I am becoming obsessed with the idea of cashmere koigu. I can’t even allow myself to dream, however, without first working out exactly what I would do with it.
Friday, February 02, 2007
Candlemas
We got around and saw some art, and I pressed firmly forward with the travel socks. There should be enough downtime during the Calcutta Cup match tomorrow, to let me finish them off.
Speaking of which, Franklin says in his latest post: “I've been asked -- nay, commanded -- to step away from the keyboard for a couple of days and get some profound rest. I expect to be back on Monday, full of piss 'n' vinegar.”
You know what this is, don’t you? A typical English ploy (on the part of whoever did the asking-nay-commanding) to deprive Scotland of his support. Two days before last year’s match, assured that Franklin was behind us, I wrote here: “Poor England. It hardly seems fair.”
The match starts at 4 pm GMT, which is 11 am on the Eastern Seaboard, I think. I expect many knitterly thoughts to be directed towards Twickenham at that time, to make up for the loss of Franklin. Scotland last won the Cup there in 1983. (We’ve done marginally better in the even-numbered years, in Edinburgh.)
Cats
Our daughter Rachel and her family, with whom we were staying, have a new kitten, named Pushkin. He had never seen knitting before, and was delighted at the opportunities it offered.
One evening early in our stay he disappeared, causing many tears. When he finally sauntered into view, I said, “Next time, it won’t be so stressful.” I was wrong – he did it again on Wednesday and the stress was intense. The cleaning woman had been in action that day and it was feared that she had let him out into the street. (She hid our return ticket, causing a mauvais quart d’heure the next morning.)
Lizzie designed this poster, with tears streaming down her face. I think she has a future in advertising. (Scanning has distorted it: the original is perfectly straight.)

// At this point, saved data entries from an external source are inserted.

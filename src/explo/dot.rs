//! Graphviz output of the explored states.

use crate::error::McError;
use crate::transition::Transition;
use std::fs::File;
use std::io::{BufWriter, Write};
use std::path::Path;

const HEADER: &str = "digraph graphname{\n fixedsize=true; rankdir=TB; ranksep=.25; edge [fontsize=12]; node [fontsize=10, shape=circle,width=.5 ]; graph [fontsize=10];\n";

/// One edge per executed transition, between state numbers.
pub struct DotWriter {
    out: BufWriter<File>,
    closed: bool,
}

impl DotWriter {
    pub fn create(path: &Path) -> Result<Self, McError> {
        let mut out = BufWriter::new(File::create(path)?);
        out.write_all(HEADER.as_bytes())?;
        Ok(DotWriter { out, closed: false })
    }

    pub fn edge(&mut self, parent: u64, child: u64, t: &Transition) -> Result<(), McError> {
        writeln!(self.out, "\"{}\" -> \"{}\" [{}];", parent, child, t.dot_string())?;
        Ok(())
    }

    /// Terminates the graph. Later calls do nothing.
    pub fn close(&mut self) -> Result<(), McError> {
        if self.closed {
            return Ok(());
        }
        self.closed = true;
        self.out.write_all(b"}\n")?;
        self.out.flush()?;
        Ok(())
    }
}

#[cfg(test)]
mod tests {
    use super::*;
    use crate::transition::{Aid, TransitionKind};

    #[test]
    fn test_graph_is_closed_once() {
        let dir = tempfile::tempdir().unwrap();
        let path = dir.path().join("states.dot");
        let mut dot = DotWriter::create(&path).unwrap();
        dot.edge(0, 1, &Transition::new(Aid(1), 0, TransitionKind::Unknown))
            .unwrap();
        dot.close().unwrap();
        dot.close().unwrap();

        let content = std::fs::read_to_string(&path).unwrap();
        assert!(content.starts_with("digraph graphname{"));
        assert!(content.contains("\"0\" -> \"1\" [label = \"[(1)] UNKNOWN\""));
        assert!(content.ends_with("}\n"));
        assert_eq!(content.matches('}').count(), 1);
    }
}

I am happy to report that it was my husband and I, sitting quietly at the kitchen table while everybody else ran distractedly up and down stairs, who heard the little voice from behind the cellar door.
Knitting
VK was waiting when we got back, and in it I have learned about cashmere koigu.
Ron, that was a desperately sweet comment you left last time.
There’s much more to say, but I think I’ll leave it here for today.